Add NoFail setting to continue installation on fail

in-toto / apt-transport-in-toto

in-toto transport for apt

Other

8 stars 6 forks source link

Add NoFail setting to continue installation on fail #17

Closed lukpueh closed 5 years ago

lukpueh commented 5 years ago

Fixes issue #: Closes #12

Description of the changes being introduced by the pull request: If set to "true" NoFail allows a client to install packages even if in-toto verification fails, but only if the fail reason is missing link metadata.

This setting should be removed, once there is broader support for rebuilder in-toto link metadata.

This PR also configures the online demo (see Dockerfile) to enable the NoFail setting.

Tests and documentation will be added with #9 and #14.

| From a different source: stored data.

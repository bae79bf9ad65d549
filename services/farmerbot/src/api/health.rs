//! Health check endpoints.

use axum::{extract::State, http::StatusCode, response::IntoResponse, routing::get, Json, Router};
use chrono::Utc;
use serde::Serialize;

use crate::state::AppState;

/// Health check response.
#[derive(Debug, Serialize)]
#[cfg_attr(test, derive(serde::Deserialize))]
pub struct HealthResponse {
    /// "ok" or "degraded".
    pub status: String,

    pub service: String,

    pub version: String,

    /// Current timestamp (RFC 3339).
    pub timestamp: String,

    /// Storage error when not ready.
    #[serde(skip_serializing_if = "Option::is_none")]
    pub message: Option<String>,
}

pub fn routes() -> Router<AppState> {
    Router::new()
        .route("/healthz", get(healthz))
        .route("/readyz", get(readyz))
}

fn response(status: &str, message: Option<String>) -> HealthResponse {
    HealthResponse {
        status: status.to_string(),
        service: "farmerbot".to_string(),
        version: env!("CARGO_PKG_VERSION").to_string(),
        timestamp: Utc::now().to_rfc3339(),
        message,
    }
}

/// Liveness probe; does not check dependencies.
async fn healthz() -> impl IntoResponse {
    Json(response("ok", None))
}

/// Readiness probe; 503 while storage is unreachable.
async fn readyz(State(state): State<AppState>) -> impl IntoResponse {
    match state.store().health_check().await {
        Ok(()) => (StatusCode::OK, Json(response("ok", None))),
        Err(e) => (
            StatusCode::SERVICE_UNAVAILABLE,
            Json(response("degraded", Some(e.to_string()))),
        ),
    }
}
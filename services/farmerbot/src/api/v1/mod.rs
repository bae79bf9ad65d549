//! API v1 routes, namespaced by manager.

mod farms;
mod nodes;
mod power;

use axum::Router;
use farmerbot_id::NodeId;

use crate::api::error::ApiError;
use crate::error::FarmerbotError;
use crate::state::AppState;

pub fn routes() -> Router<AppState> {
    Router::new()
        .nest("/farmmanager", farms::routes())
        .nest("/nodemanager", nodes::routes())
        .nest("/powermanager", power::routes())
}

fn parse_node_id(raw: &str) -> Result<NodeId, ApiError> {
    raw.parse()
        .map_err(|e| ApiError::bad_request("invalid_node_id", format!("invalid node id {raw:?}: {e}")))
}

fn validation(err: crate::document::DocumentError) -> ApiError {
    FarmerbotError::Validation(err).into()
}
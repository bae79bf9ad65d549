//! Macros for defining typed ID types.

/// Macro to define a typed numeric ID with a specific prefix.
///
/// This generates a newtype wrapper around `u32` with:
/// - A `PREFIX` constant
/// - `new()` which rejects the reserved zero value
/// - `parse()` accepting either `{prefix}-{n}` or a bare `n`
/// - `Display` and `FromStr` implementations
/// - `Serialize` (as a number) and `Deserialize` (number or string)
/// - `Ord`, `Hash`, and other standard traits
///
/// # Example
///
/// ```ignore
/// define_id!(NodeId, "node");
///
/// let node_id = NodeId::new(12)?;
/// let parsed: NodeId = "node-12".parse()?;
/// assert_eq!(node_id, parsed);
/// ```
#[macro_export]
macro_rules! define_id {
    ($name:ident, $prefix:literal) => {
        /// A typed ID for this resource type.
        #[derive(Debug, Clone, Copy, PartialEq, Eq, PartialOrd, Ord, Hash)]
        pub struct $name(u32);

        impl $name {
            /// The prefix for this ID type.
            pub const PREFIX: &'static str = $prefix;

            /// Creates an ID from its numeric value.
            pub fn new(value: u32) -> Result<Self, $crate::IdError> {
                if value == 0 {
                    return Err($crate::IdError::Zero { kind: Self::PREFIX });
                }
                Ok(Self(value))
            }

            /// Returns the numeric value.
            #[must_use]
            pub const fn get(&self) -> u32 {
                self.0
            }

            /// Parses an ID from a string.
            ///
            /// The string must be `{prefix}-{number}` or a bare number.
            pub fn parse(s: &str) -> Result<Self, $crate::IdError> {
                let s = s.trim();
                if s.is_empty() {
                    return Err($crate::IdError::Empty);
                }

                let digits = match s.split_once('-') {
                    Some((prefix, digits)) => {
                        if prefix != Self::PREFIX {
                            return Err($crate::IdError::InvalidPrefix {
                                expected: Self::PREFIX,
                                actual: prefix.to_string(),
                            });
                        }
                        digits
                    }
                    None => s,
                };

                let value = digits
                    .parse::<u32>()
                    .map_err(|e| $crate::IdError::InvalidNumber(e.to_string()))?;

                Self::new(value)
            }
        }

        impl std::fmt::Display for $name {
            fn fmt(&self, f: &mut std::fmt::Formatter<'_>) -> std::fmt::Result {
                write!(f, "{}-{}", Self::PREFIX, self.0)
            }
        }

        impl std::str::FromStr for $name {
            type Err = $crate::IdError;

            fn from_str(s: &str) -> Result<Self, Self::Err> {
                Self::parse(s)
            }
        }

        impl TryFrom<u32> for $name {
            type Error = $crate::IdError;

            fn try_from(value: u32) -> Result<Self, Self::Error> {
                Self::new(value)
            }
        }

        impl From<$name> for u32 {
            fn from(id: $name) -> u32 {
                id.0
            }
        }

        impl serde::Serialize for $name {
            fn serialize<S>(&self, serializer: S) -> Result<S::Ok, S::Error>
            where
                S: serde::Serializer,
            {
                serializer.serialize_u32(self.0)
            }
        }

        impl<'de> serde::Deserialize<'de> for $name {
            fn deserialize<D>(deserializer: D) -> Result<Self, D::Error>
            where
                D: serde::Deserializer<'de>,
            {
                struct IdVisitor;

                impl<'de> serde::de::Visitor<'de> for IdVisitor {
                    type Value = $name;

                    fn expecting(&self, f: &mut std::fmt::Formatter<'_>) -> std::fmt::Result {
                        write!(f, "a {} ID as a number or \"{}-<n>\"", $prefix, $prefix)
                    }

                    fn visit_u64<E>(self, v: u64) -> Result<Self::Value, E>
                    where
                        E: serde::de::Error,
                    {
                        let value = u32::try_from(v).map_err(E::custom)?;
                        $name::new(value).map_err(E::custom)
                    }

                    fn visit_i64<E>(self, v: i64) -> Result<Self::Value, E>
                    where
                        E: serde::de::Error,
                    {
                        let value = u32::try_from(v).map_err(E::custom)?;
                        $name::new(value).map_err(E::custom)
                    }

                    fn visit_str<E>(self, v: &str) -> Result<Self::Value, E>
                    where
                        E: serde::de::Error,
                    {
                        $name::parse(v).map_err(E::custom)
                    }
                }

                deserializer.deserialize_any(IdVisitor)
            }
        }
    };
}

Please verify and check that the pull request fulfills the following requirements:

[x] The code follows the Code Style Guidelines
[ ] Tests have been added for the bug fix or new feature
[ ] Docs have been added for the bug fix or new feature

JustinCappos commented 5 years ago

Is there a warning or similar? At a minimum, apt should output something scary...

lukpueh commented 5 years ago

@JustinCappos, I agree. As a matter of fact, there is such a warning, but I it could be scarier.

JustinCappos commented 5 years ago

The message is really unhelpful also! What does a user know about nofail? What does this really mean to them???

On Wed, Jan 2, 2019 at 5:20 AM lukpueh notifications@github.com wrote:

@JustinCappos https://github.com/JustinCappos, I agree. As a matter of fact, there is such a warning https://github.com/in-toto/apt-transport-in-toto/pull/17/files#diff-6d82cdf8bca0ebc9be432d640885a335R644, but I it could be scarier.

— You are receiving this because you were mentioned. Reply to this email directly, view it on GitHub https://github.com/in-toto/apt-transport-in-toto/pull/17#issuecomment-450828320, or mute the thread https://github.com/notifications/unsubscribe-auth/AA0XD0cXJ9iZdAJyOiZyy_7UYNY5D0zrks5u_IgJgaJpZM4ZePjc .

lukpueh commented 5 years ago

The notification about the setting is preceded by the verification failure reason, e.g.:

In-toto verification for '/var/cache/apt/archives/partial/libcanlock3_3.0.2-2_amd64.deb' failed, reason was: Step 'rebuild' requires '1' link metadata file(s), found '0'. The 'NoFail' setting was configured, installation continues.

Suggestions to make it more helpful are highly appreciated.

Note that I intend to add more detailed documentation about the configuration options with #14 (as stated in the PR description).